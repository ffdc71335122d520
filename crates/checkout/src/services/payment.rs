//! Payment reconciliation: turning an externally-confirmed payment into
//! durable local order and inventory state.
//!
//! The gateway confirmation in the middle of this sequence is irreversible.
//! Everything before it is a clean rejection; everything after it may only
//! retry persistence or surface a degraded state, never undo the charge.

use std::sync::Arc;

use rust_decimal::Decimal;
use serde::Serialize;

use tamarind_core::{OrderId, OrderStatus, PaymentReference, UserId, amounts_match};

use crate::db::RepositoryError;
use crate::gateway::{ConfirmationRequest, PaymentGateway};
use crate::models::ShippingAddress;
use crate::models::inputs::ConfirmPaymentInput;
use crate::stores::{CartStore, InventoryStore, NewOrder, NewOrderLine, OrderStore};

use super::{CheckoutError, UserLocks, validate_cart};

/// Successful reconciliation result.
#[derive(Debug, Clone, Serialize)]
pub struct PaymentReceipt {
    pub order_id: OrderId,
    pub payment_reference: PaymentReference,
    pub total: Decimal,
}

/// Payment reconciliation service (payment-first path).
#[derive(Clone)]
pub struct PaymentService {
    inventory: Arc<dyn InventoryStore>,
    cart: Arc<dyn CartStore>,
    orders: Arc<dyn OrderStore>,
    gateway: Arc<dyn PaymentGateway>,
    locks: UserLocks,
}

impl PaymentService {
    #[must_use]
    pub fn new(
        inventory: Arc<dyn InventoryStore>,
        cart: Arc<dyn CartStore>,
        orders: Arc<dyn OrderStore>,
        gateway: Arc<dyn PaymentGateway>,
        locks: UserLocks,
    ) -> Self {
        Self {
            inventory,
            cart,
            orders,
            gateway,
            locks,
        }
    }

    /// Reconcile a payment-provider callback into a confirmed order.
    ///
    /// Sequence: input validation, idempotency lookup, cart re-validation,
    /// amount check, gateway confirmation (the point of no return), atomic
    /// order+lines insert, best-effort stock decrement, best-effort cart
    /// clear. The caller's lock is held from re-validation through cart
    /// clear so two submissions for the same cart cannot interleave.
    ///
    /// At-most-once per payment reference: a reference that already has an
    /// order short-circuits with that order's receipt and never reaches the
    /// gateway; the unique constraint on the reference backstops races.
    ///
    /// # Errors
    ///
    /// Everything up to the gateway call rejects cleanly with no local
    /// writes. After approval the only surfaced failure is
    /// `CheckoutError::OrderPersistenceFailed`; stock and cart tail
    /// failures are logged, not returned.
    pub async fn confirm_payment(
        &self,
        user_id: &UserId,
        input: ConfirmPaymentInput,
    ) -> Result<PaymentReceipt, CheckoutError> {
        input.validate()?;

        let _guard = self.locks.acquire(user_id).await;

        // Duplicate callback for an already-reconciled payment.
        if let Some(existing) = self
            .orders
            .find_by_payment_reference(&input.payment_reference)
            .await?
        {
            tracing::info!(
                user_id = %user_id,
                order_id = %existing.id,
                payment_reference = %input.payment_reference,
                "payment already reconciled, returning existing order"
            );
            return Ok(PaymentReceipt {
                order_id: existing.id,
                payment_reference: input.payment_reference,
                total: existing.total,
            });
        }

        // The gateway must never be called for a cart that is already
        // known-invalid.
        let validated = validate_cart(self.inventory.as_ref(), self.cart.as_ref(), user_id).await?;

        if !amounts_match(validated.total, input.amount) {
            tracing::info!(
                user_id = %user_id,
                expected = %validated.total,
                claimed = %input.amount,
                payment_reference = %input.payment_reference,
                "payment rejected before gateway, claimed amount is stale"
            );
            return Err(CheckoutError::AmountMismatch {
                expected: validated.total,
                claimed: input.amount,
            });
        }

        // Point of no return. On approval, money has moved.
        let outcome = self
            .gateway
            .confirm(&ConfirmationRequest {
                payment_reference: input.payment_reference.clone(),
                order_reference: input.order_reference.clone(),
                amount: validated.total,
            })
            .await?;

        if !outcome.is_approved() {
            tracing::info!(
                user_id = %user_id,
                payment_reference = %input.payment_reference,
                gateway_status = %outcome.status,
                "gateway did not approve payment"
            );
            return Err(CheckoutError::PaymentNotApproved {
                status: outcome.status,
            });
        }

        tracing::info!(
            user_id = %user_id,
            payment_reference = %input.payment_reference,
            amount = %validated.total,
            approved_at = ?outcome.approved_at,
            "payment approved by gateway"
        );

        let shipping = input
            .shipping
            .unwrap_or_else(ShippingAddress::placeholder);

        let new_order = NewOrder {
            user_id: user_id.clone(),
            total: validated.total,
            status: OrderStatus::Confirmed,
            shipping,
            note: input.note,
            payment_reference: Some(input.payment_reference.clone()),
            lines: validated
                .lines
                .iter()
                .map(|line| NewOrderLine {
                    product_id: line.product_id,
                    product_name: line.name.clone(),
                    quantity: line.quantity,
                    unit_price: line.unit_price,
                })
                .collect(),
        };

        let order = match self.orders.create_order(new_order).await {
            Ok(order) => order,
            // A concurrent callback won the unique constraint on the
            // payment reference; its order is the authoritative one.
            Err(RepositoryError::Conflict(_)) => {
                let existing = self
                    .orders
                    .find_by_payment_reference(&input.payment_reference)
                    .await?
                    .ok_or(CheckoutError::NotFound)?;
                return Ok(PaymentReceipt {
                    order_id: existing.id,
                    payment_reference: input.payment_reference,
                    total: existing.total,
                });
            }
            Err(source) => {
                // The charge stands. Logged for manual reconciliation, and
                // surfaced as its own category so the caller tells the user
                // they were charged.
                tracing::error!(
                    user_id = %user_id,
                    payment_reference = %input.payment_reference,
                    amount = %validated.total,
                    error = %source,
                    "RECONCILIATION REQUIRED: payment approved but order could not be recorded"
                );
                return Err(CheckoutError::OrderPersistenceFailed {
                    payment_reference: input.payment_reference,
                    source,
                });
            }
        };

        // Best-effort tail: the order is confirmed and charged, so from
        // here inventory drift and a lingering cart are operational alerts,
        // not transaction aborts.
        for line in &validated.lines {
            match self
                .inventory
                .decrement_stock(line.product_id, line.quantity)
                .await
            {
                Ok(result) if result.clamped => {
                    tracing::warn!(
                        order_id = %order.id,
                        product_id = %line.product_id,
                        quantity = line.quantity,
                        new_stock = result.new_stock,
                        "stock decrement clamped at zero, inventory drifted"
                    );
                }
                Ok(_) => {}
                Err(e) => {
                    tracing::warn!(
                        order_id = %order.id,
                        product_id = %line.product_id,
                        quantity = line.quantity,
                        error = %e,
                        "stock decrement failed, skipping line"
                    );
                }
            }
        }

        if let Err(e) = self.cart.clear(user_id).await {
            tracing::warn!(
                order_id = %order.id,
                user_id = %user_id,
                error = %e,
                "cart clear failed after confirmed order"
            );
        }

        tracing::info!(
            user_id = %user_id,
            order_id = %order.id,
            payment_reference = %input.payment_reference,
            total = %order.total,
            "payment reconciled"
        );

        Ok(PaymentReceipt {
            order_id: order.id,
            payment_reference: input.payment_reference,
            total: order.total,
        })
    }
}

******************************

Note how many lines above hold "NewOrderLine" and give that figure alone.

2